Similarly, the act required MSHA to finalize a rule on mine rescue teams and on
mine seals by December 2007. The first standard did not appear in the Federal
Register until February 2008; the second, until April 2008.
As a result of the dissatisfaction, the Consolidated Appropriations Act, 2008
(P.L. 110-161), signed in December 2007, set deadlines for a proposed rule (June
2008) and a final rule (December 2008), consistent with the recommendations of the
Technical Study Panel on the Utilization of Belt Air established by Section 11 of the
MINER act.24 (MSHA received the final report of the panel in December 2007.)
P.L. 110-161 also directed the Secretary of Labor, within the same time frame, to
propose and finalize regulations consistent with the recommendations of NIOSH,
pursuant to Section 13 of the MINER act, requiring rescue chambers or equally
protective refuge facilities in underground coal mines.

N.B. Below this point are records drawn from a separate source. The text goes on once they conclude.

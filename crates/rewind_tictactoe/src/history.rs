//! The game history store: every step played, and which one is active.

use derive_more::{Display, Error};
use serde::{Deserialize, Serialize};
use tracing::{debug, info, instrument};

use crate::invariants::{HistoryInvariants, InvariantSet, InvariantViolation};
use crate::position::Position;
use crate::step::{Step, StepLabel};
use crate::types::Player;

/// Status line for the active step.
#[derive(Debug, Clone, Copy, PartialEq, Eq, Display)]
pub enum Status {
    /// The active step has a winner.
    #[display("Winner: {_0}")]
    Winner(Player),
    /// The game goes on with this player.
    #[display("Next player: {_0}")]
    NextPlayer(Player),
}

/// Why a play left the history untouched.
#[derive(Debug, Clone, Copy, PartialEq, Eq, Display)]
pub enum IgnoreReason {
    /// The cell already holds a mark.
    #[display("{_0} is already occupied")]
    CellOccupied(Position),
    /// The active step already has a winner.
    #[display("{_0} has already won")]
    GameWon(Player),
}

/// Result of [`GameHistory::play_cell`].
#[derive(Debug, Clone, Copy, PartialEq, Eq)]
pub enum PlayOutcome {
    /// A new step was appended at `index` and became active.
    Placed {
        /// Index of the new step.
        index: usize,
        /// Number of steps past the old active index that were dropped.
        discarded: usize,
    },
    /// Nothing changed.
    Ignored(IgnoreReason),
}

impl PlayOutcome {
    /// Returns true if a step was appended.
    pub fn is_placed(&self) -> bool {
        matches!(self, PlayOutcome::Placed { .. })
    }
}

/// Errors from history navigation.
#[derive(Debug, Clone, Copy, PartialEq, Eq, Display, Error)]
pub enum HistoryError {
    /// Jump target past the end of the history.
    #[display("Step {index} is out of range (history has {len} steps)")]
    StepOutOfRange {
        /// Requested index.
        index: usize,
        /// Current history length.
        len: usize,
    },
}

/// Ordered steps of one game plus the index of the displayed step.
///
/// Playing after a jump branches the timeline: steps after the active
/// index are dropped before the new step is appended. Jumping never
/// changes the steps themselves.
#[derive(Debug, Clone, PartialEq, Eq, Serialize, Deserialize)]
#[serde(try_from = "RawHistory")]
pub struct GameHistory {
    steps: Vec<Step>,
    active: usize,
}

/// Unchecked wire form of [`GameHistory`].
#[derive(Deserialize)]
struct RawHistory {
    steps: Vec<Step>,
    active: usize,
}

impl TryFrom<RawHistory> for GameHistory {
    type Error = InvariantViolation;

    fn try_from(raw: RawHistory) -> Result<Self, Self::Error> {
        let game = Self {
            steps: raw.steps,
            active: raw.active,
        };
        HistoryInvariants::check_all(&game).map_err(|violations| {
            let descriptions: Vec<String> =
                violations.into_iter().map(|v| v.description).collect();
            InvariantViolation::new(descriptions.join("; "))
        })?;
        Ok(game)
    }
}

impl GameHistory {
    /// Creates a history holding only the initial step.
    #[instrument]
    pub fn new() -> Self {
        Self {
            steps: vec![Step::initial()],
            active: 0,
        }
    }

    /// Builds a history without validation.
    #[cfg(test)]
    pub(crate) fn from_parts(steps: Vec<Step>, active: usize) -> Self {
        Self { steps, active }
    }

    /// All steps, oldest first.
    pub fn steps(&self) -> &[Step] {
        &self.steps
    }

    /// Index of the displayed step.
    pub fn active_index(&self) -> usize {
        self.active
    }

    /// Number of steps, including the initial one.
    pub fn len(&self) -> usize {
        self.steps.len()
    }

    /// Always false: construction and deserialization both guarantee the
    /// initial step.
    pub fn is_empty(&self) -> bool {
        self.steps.is_empty()
    }

    /// The step at the active index.
    pub fn current_step(&self) -> &Step {
        &self.steps[self.active]
    }

    /// Status line for the active step.
    pub fn status(&self) -> Status {
        let step = self.current_step();
        match step.winner() {
            Some(winner) => Status::Winner(winner),
            None => Status::NextPlayer(step.next()),
        }
    }

    /// Places the current player's mark at `pos` on the active step.
    ///
    /// Occupied cells and won games are ignored without changing any state.
    #[instrument(skip(self), fields(active = self.active, len = self.steps.len()))]
    pub fn play_cell(&mut self, pos: Position) -> PlayOutcome {
        let current = self.current_step();

        if let Some(winner) = current.winner() {
            debug!(%winner, "Ignoring play on finished game");
            return PlayOutcome::Ignored(IgnoreReason::GameWon(winner));
        }

        let Some(next) = current.advance(pos) else {
            debug!(position = %pos, "Ignoring play on occupied cell");
            return PlayOutcome::Ignored(IgnoreReason::CellOccupied(pos));
        };

        let discarded = self.steps.len() - (self.active + 1);
        self.steps.truncate(self.active + 1);
        self.steps.push(next);
        self.active = self.steps.len() - 1;

        info!(
            position = %pos,
            index = self.active,
            discarded,
            winner = ?next.winner(),
            "Move placed"
        );
        debug_assert!(HistoryInvariants::check_all(self).is_ok());

        PlayOutcome::Placed {
            index: self.active,
            discarded,
        }
    }

    /// Makes the step at `index` active without touching the steps.
    #[instrument(skip(self), fields(len = self.steps.len()))]
    pub fn jump_to(&mut self, index: usize) -> Result<(), HistoryError> {
        if index >= self.steps.len() {
            return Err(HistoryError::StepOutOfRange {
                index,
                len: self.steps.len(),
            });
        }

        debug!(from = self.active, to = index, "Jumping");
        self.active = index;
        debug_assert!(HistoryInvariants::check_all(self).is_ok());
        Ok(())
    }

    /// Label for the step at `index`, or `None` past the end.
    pub fn describe_step(&self, index: usize) -> Option<StepLabel> {
        self.steps
            .get(index)
            .map(|step| StepLabel::new(index, step))
    }

    /// Index and label of every step, for building a navigation list.
    pub fn entries(&self) -> impl Iterator<Item = (usize, StepLabel)> + '_ {
        self.steps
            .iter()
            .enumerate()
            .map(|(index, step)| (index, StepLabel::new(index, step)))
    }
}

impl Default for GameHistory {
    fn default() -> Self {
        Self::new()
    }
}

MSHA met the deadlines of P.L. 110-161 for publishing the two proposed
standards. On June 16, 2008, the proposed rule on refuge alternatives and their
components (e.g., breathable air, water, first-aid supplies, two-way communication
systems) was issued. Although the rule permits different kinds of refuges, each
alternative must be tested by the manufacturer or a third party before it receives
MSHA approval and each must provide 96 hours of breathable air. In addition,
miners must be trained during quarterly drills in the location and use of refuge
alternatives. The comment period closed August 18, after the agency has held four
public hearings. The belt air proposed rule was issued on June 19, 2008. Among
other things, it addresses the flame resistance of conveyor belts; the use of belt air to
ventilate the work areas of miners, including minimum air velocity, provision of
airlock doors, and limiting the levels of respirable dust and methane gas; and mine-
specific training of atmospheric monitoring system operators. Four public hearings
will take place before the comment period closes on September 8, 2008.
The S-MINER Act
At the time of the MINER act’s passage, some Members characterized the law
as only a “first step” that would be followed by more measures. In January 2008, the
House passed the Supplemental Mine Improvement and New Emergency Response
Act (S-MINER, H.R. 2768) which incorporates language from the Miner Health
Enhancement Act (H.R. 2769).
24 On December 18, 2007, MSHA received the final report of the Technical Study Panel on
the Utilization of Belt Air. “Belt air” is air directed underground to ventilate active work
areas via the same tunnels in which conveyor belts remove coal from mines. Because these
tunnels consequently contain a great deal of highly flammable coal dust, some think that
using them for ventilation increases the risk of directing fires toward the work areas of
miners and toward their evacuation routes.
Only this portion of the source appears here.